Whether a woman wants to be pregnant or would prefer not to be, if she's getting unusual around the time she expects her menstrual period, she's likely to want to know whether they might indicate pregnancy. Headaches can be one of the earliest signs of pregnancy, and many women experience them.
The good news for women who would rather not be pregnant--and the frustrating news for those would would--is that headaches don't necessarily have to mean pregnancy. They're very common symptoms of many different things. Menstrual periods cause headaches, injuries and muscle tension can lead to headaches, and some women get headaches for no particular reason at all. However, note Heidi Murkoff and Sharon Mazel in their book, "What To Expect When You're Expecting," headaches are also very common in early pregnancy.
The headaches of early pregnancy are generally the work of rising levels of hormones. As progesterone and hCG levels spike in the first weeks of pregnancy, women's bodies respond with changes in blood flow and blood pressure, which can cause headaches. Further, notes the University of Maryland Medical Center, headaches in the back of the head often arise from muscle tension. Women who are in early pregnancy often don't sleep well, which can cause tightness across the back and shoulders, and back of the head headaches.
A headache in the back of the head as a symptom of early pregnancy may not actually be related to the pregnancy at all, but may instead be related to stress a woman is feeling as she tries to sort through her symptoms. Whether a woman does or does not want to be pregnant, the week or weeks between when she begins to suspect she has conceived and when she can test for pregnancy can be quite stressful. Stress, too, notes the University of Maryland Medical Center, can cause back of the head headaches.

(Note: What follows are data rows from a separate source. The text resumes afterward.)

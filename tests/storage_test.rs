//! Certificate Storage Integration Tests
//!
//! Exercises the full public contract through the crate API: the site
//! lifecycle (store, load, delete), account storage with the
//! most-recent-user pointer, and issuance-lock coordination between
//! concurrent tasks.

use acme_store::{CertStorage, InMemoryObjectStore, KeyNamespace, SiteRecord, UserRecord};
use std::sync::Arc;
use std::time::Duration;

fn storage() -> CertStorage {
    CertStorage::new(
        Arc::new(InMemoryObjectStore::new()),
        KeyNamespace::for_ca_host("acme-staging.api.example.org"),
    )
}

#[tokio::test]
async fn test_site_lifecycle() {
    let storage = storage();
    let record = SiteRecord {
        cert: b"cert".to_vec(),
        key: b"key".to_vec(),
        meta: b"meta".to_vec(),
    };

    // Nothing stored yet
    assert!(!storage.site_exists("example.com").await.unwrap());
    assert!(storage
        .load_site("example.com")
        .await
        .unwrap_err()
        .is_not_exist());

    // Store and read back
    storage.store_site("example.com", &record).await.unwrap();
    assert!(storage.site_exists("example.com").await.unwrap());
    assert_eq!(storage.load_site("example.com").await.unwrap(), record);

    // Delete and verify absence
    storage.delete_site("example.com").await.unwrap();
    assert!(!storage.site_exists("example.com").await.unwrap());
    assert!(storage
        .load_site("example.com")
        .await
        .unwrap_err()
        .is_not_exist());
}

#[tokio::test]
async fn test_site_overwrite_replaces_all_fields() {
    let storage = storage();
    let first = SiteRecord {
        cert: b"old cert".to_vec(),
        key: b"old key".to_vec(),
        meta: b"old meta".to_vec(),
    };
    let second = SiteRecord {
        cert: b"new cert".to_vec(),
        key: b"new key".to_vec(),
        meta: Vec::new(),
    };

    storage.store_site("example.com", &first).await.unwrap();
    storage.store_site("example.com", &second).await.unwrap();

    assert_eq!(storage.load_site("example.com").await.unwrap(), second);
}

#[tokio::test]
async fn test_user_lifecycle_and_recent_pointer() {
    let storage = storage();
    let record = UserRecord {
        reg: b"registration blob".to_vec(),
        key: b"account key".to_vec(),
    };

    // Unknown account
    assert!(storage
        .load_user("me@example.com")
        .await
        .unwrap_err()
        .is_not_exist());
    assert_eq!(storage.most_recent_user_email().await, "");

    // A failed load leaves the pointer untouched
    storage.store_user("me@example.com", &record).await.unwrap();
    let _ = storage.load_user("other@example.com").await;

    assert_eq!(storage.load_user("me@example.com").await.unwrap(), record);
    assert_eq!(storage.most_recent_user_email().await, "me@example.com");
}

#[tokio::test]
async fn test_case_insensitive_lookup() {
    let storage = storage();
    let record = SiteRecord {
        cert: b"c".to_vec(),
        key: b"k".to_vec(),
        meta: b"m".to_vec(),
    };

    storage.store_site("Example.com", &record).await.unwrap();
    assert_eq!(storage.load_site("EXAMPLE.COM").await.unwrap(), record);
    assert!(storage.site_exists("example.com").await.unwrap());
}

#[tokio::test]
async fn test_lock_contention_exactly_one_winner() {
    let storage = Arc::new(storage());

    let mut handles = Vec::new();
    for _ in 0..8 {
        let storage = storage.clone();
        handles.push(tokio::spawn(
            async move { storage.try_lock("example.com").is_none() },
        ));
    }

    let mut winners = 0;
    for handle in handles {
        if handle.await.unwrap() {
            winners += 1;
        }
    }
    assert_eq!(winners, 1);

    // Owner releases; next attempt acquires outright.
    storage.unlock("example.com").unwrap();
    assert!(storage.try_lock("example.com").is_none());
}

#[tokio::test]
async fn test_waiter_resolves_then_reacquire() {
    let storage = Arc::new(storage());

    assert!(storage.try_lock("example.com").is_none());
    let waiter = storage.try_lock("example.com").expect("lock is held");

    let contender = {
        let storage = storage.clone();
        tokio::spawn(async move {
            waiter.wait().await;
            // Resolving the wait grants nothing; claim again.
            storage.try_lock("example.com").is_none()
        })
    };

    storage.unlock("example.com").unwrap();

    let acquired = tokio::time::timeout(Duration::from_secs(1), contender)
        .await
        .expect("waiter should resolve after unlock")
        .unwrap();
    assert!(acquired);
}

#[tokio::test]
async fn test_unlock_without_claim_fails() {
    let storage = storage();
    let err = storage.unlock("never-locked.example.com").unwrap_err();
    assert_eq!(
        err.to_string(),
        "No lock to release for never-locked.example.com"
    );
}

While some women swear by certain indicators of pregnancy as infallible signs, it's best to avoid relying on any one sign of pregnancy as a surefire indicator--unless that sign of pregnancy is a positive pregnancy test. In her book, "Conception, Pregnancy and Birth," Dr. Miriam Stoppard suggests that women showing signs of pregnancy test approximately two weeks after conception, or around the time of a missed period. Women who test negative but continue to suspect they're pregnant should repeat the test in a week.
While most experts agree that over-the-counter drugs in the first weeks of pregnancy are highly unlikely to harm a developing baby--early embryos aren't even connected up to their mother's blood supply yet--if a woman is truly concerned that she may be pregnant, she may wish to avoid certain over-the-counter analgesics as treatments for her headaches. Massage and relaxation can help, note Murkoff and Mazel, and many obstetricians also allow acetaminophen, but it's best to check with a doctor first.